Saved entries

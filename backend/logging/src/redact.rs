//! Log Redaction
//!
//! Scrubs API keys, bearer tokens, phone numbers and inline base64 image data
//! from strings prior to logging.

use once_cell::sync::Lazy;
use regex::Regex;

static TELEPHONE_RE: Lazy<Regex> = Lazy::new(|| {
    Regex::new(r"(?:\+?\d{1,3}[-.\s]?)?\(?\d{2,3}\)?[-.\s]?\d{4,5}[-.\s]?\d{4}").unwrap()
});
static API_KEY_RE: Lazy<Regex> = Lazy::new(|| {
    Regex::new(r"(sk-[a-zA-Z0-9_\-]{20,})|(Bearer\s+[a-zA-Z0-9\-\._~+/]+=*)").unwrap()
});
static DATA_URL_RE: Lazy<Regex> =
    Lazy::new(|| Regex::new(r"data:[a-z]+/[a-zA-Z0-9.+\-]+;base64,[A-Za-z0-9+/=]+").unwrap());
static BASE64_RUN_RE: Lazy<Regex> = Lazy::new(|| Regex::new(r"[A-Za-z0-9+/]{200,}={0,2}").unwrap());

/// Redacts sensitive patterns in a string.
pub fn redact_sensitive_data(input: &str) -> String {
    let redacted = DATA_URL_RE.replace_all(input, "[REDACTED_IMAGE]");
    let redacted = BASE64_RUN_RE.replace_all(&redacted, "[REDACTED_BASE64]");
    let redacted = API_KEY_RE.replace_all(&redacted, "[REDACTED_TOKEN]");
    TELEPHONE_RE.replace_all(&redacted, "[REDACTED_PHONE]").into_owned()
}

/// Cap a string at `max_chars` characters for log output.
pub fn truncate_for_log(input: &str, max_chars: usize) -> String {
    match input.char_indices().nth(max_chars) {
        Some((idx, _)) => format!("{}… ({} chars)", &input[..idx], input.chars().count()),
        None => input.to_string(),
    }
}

...

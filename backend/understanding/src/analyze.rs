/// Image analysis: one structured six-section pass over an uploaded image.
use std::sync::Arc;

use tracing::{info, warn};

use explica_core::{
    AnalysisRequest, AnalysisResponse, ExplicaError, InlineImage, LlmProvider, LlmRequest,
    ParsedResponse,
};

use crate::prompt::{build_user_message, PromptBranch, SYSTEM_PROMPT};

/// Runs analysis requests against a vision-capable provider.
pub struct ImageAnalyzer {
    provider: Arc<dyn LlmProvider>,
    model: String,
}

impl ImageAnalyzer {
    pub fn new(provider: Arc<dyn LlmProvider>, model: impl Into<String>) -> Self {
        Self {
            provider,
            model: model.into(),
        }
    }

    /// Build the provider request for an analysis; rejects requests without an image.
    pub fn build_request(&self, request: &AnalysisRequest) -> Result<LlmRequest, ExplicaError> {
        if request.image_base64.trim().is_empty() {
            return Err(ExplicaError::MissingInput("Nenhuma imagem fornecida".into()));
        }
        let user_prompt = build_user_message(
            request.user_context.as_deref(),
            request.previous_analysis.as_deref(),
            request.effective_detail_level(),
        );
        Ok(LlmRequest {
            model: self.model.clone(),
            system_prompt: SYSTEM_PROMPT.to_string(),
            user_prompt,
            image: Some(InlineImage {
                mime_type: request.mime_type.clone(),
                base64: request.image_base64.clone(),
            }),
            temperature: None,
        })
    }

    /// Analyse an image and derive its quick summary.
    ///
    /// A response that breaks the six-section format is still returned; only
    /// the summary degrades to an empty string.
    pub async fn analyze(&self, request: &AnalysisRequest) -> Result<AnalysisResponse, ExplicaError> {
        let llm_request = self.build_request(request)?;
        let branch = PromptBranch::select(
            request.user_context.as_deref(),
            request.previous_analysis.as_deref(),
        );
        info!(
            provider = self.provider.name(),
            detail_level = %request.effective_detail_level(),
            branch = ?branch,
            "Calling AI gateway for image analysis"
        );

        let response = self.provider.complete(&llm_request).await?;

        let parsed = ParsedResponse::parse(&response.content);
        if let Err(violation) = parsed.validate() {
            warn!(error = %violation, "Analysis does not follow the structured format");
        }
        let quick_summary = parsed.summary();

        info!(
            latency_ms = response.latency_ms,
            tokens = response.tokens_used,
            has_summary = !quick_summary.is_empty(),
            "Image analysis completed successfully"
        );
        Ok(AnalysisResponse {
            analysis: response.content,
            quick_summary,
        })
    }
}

--

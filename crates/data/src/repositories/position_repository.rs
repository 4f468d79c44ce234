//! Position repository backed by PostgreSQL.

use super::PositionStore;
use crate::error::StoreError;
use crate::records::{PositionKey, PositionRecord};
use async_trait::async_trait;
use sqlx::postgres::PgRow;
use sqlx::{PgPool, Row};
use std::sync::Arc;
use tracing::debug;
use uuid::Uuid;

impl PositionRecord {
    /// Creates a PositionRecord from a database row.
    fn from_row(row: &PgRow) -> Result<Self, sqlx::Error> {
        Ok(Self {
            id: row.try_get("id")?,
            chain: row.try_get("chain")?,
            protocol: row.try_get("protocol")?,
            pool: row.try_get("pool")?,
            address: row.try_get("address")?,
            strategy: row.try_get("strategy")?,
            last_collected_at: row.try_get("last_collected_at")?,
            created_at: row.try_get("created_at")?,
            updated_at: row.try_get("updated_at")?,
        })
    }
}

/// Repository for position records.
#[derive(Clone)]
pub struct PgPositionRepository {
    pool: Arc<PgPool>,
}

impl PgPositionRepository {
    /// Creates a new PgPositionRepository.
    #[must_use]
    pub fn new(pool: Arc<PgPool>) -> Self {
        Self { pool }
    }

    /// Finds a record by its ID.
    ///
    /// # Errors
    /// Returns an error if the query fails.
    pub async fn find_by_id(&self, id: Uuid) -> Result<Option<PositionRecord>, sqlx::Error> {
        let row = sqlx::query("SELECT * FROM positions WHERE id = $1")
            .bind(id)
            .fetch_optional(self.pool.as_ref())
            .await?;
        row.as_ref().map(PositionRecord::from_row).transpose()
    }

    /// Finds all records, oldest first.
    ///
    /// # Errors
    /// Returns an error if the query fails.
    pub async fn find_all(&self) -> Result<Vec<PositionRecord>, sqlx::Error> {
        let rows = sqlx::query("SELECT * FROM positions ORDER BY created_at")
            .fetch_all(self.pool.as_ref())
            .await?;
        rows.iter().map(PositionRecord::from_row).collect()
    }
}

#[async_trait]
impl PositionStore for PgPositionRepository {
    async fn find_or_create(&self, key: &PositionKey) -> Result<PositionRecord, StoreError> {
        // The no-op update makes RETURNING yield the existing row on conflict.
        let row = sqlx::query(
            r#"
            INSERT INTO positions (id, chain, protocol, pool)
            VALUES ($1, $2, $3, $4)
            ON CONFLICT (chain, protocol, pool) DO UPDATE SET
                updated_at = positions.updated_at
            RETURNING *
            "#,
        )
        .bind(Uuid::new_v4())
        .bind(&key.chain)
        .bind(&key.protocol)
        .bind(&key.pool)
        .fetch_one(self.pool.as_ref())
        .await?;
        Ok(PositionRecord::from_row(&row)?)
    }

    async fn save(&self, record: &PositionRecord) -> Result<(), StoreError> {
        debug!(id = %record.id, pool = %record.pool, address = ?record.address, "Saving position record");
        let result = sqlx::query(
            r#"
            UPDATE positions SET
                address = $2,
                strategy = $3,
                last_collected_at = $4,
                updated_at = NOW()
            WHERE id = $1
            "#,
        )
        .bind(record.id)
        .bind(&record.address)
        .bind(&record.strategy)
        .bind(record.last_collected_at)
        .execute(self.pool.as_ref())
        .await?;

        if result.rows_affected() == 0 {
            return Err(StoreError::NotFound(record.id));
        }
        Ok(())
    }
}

## ACTIVITY
The line above containing "filename backend/logging/src/redact.rs", the line containing "static TELEPHONE_RE: Lazy<Regex>", and every line between them are to be transcribed exactly; no other line is wanted.

## ANSWER BOX
filename backend/logging/src/redact.rs
//! Log Redaction
//!
//! Scrubs API keys, bearer tokens, phone numbers and inline base64 image data
//! from strings prior to logging.

use once_cell::sync::Lazy;
use regex::Regex;

static TELEPHONE_RE: Lazy<Regex> = Lazy::new(|| {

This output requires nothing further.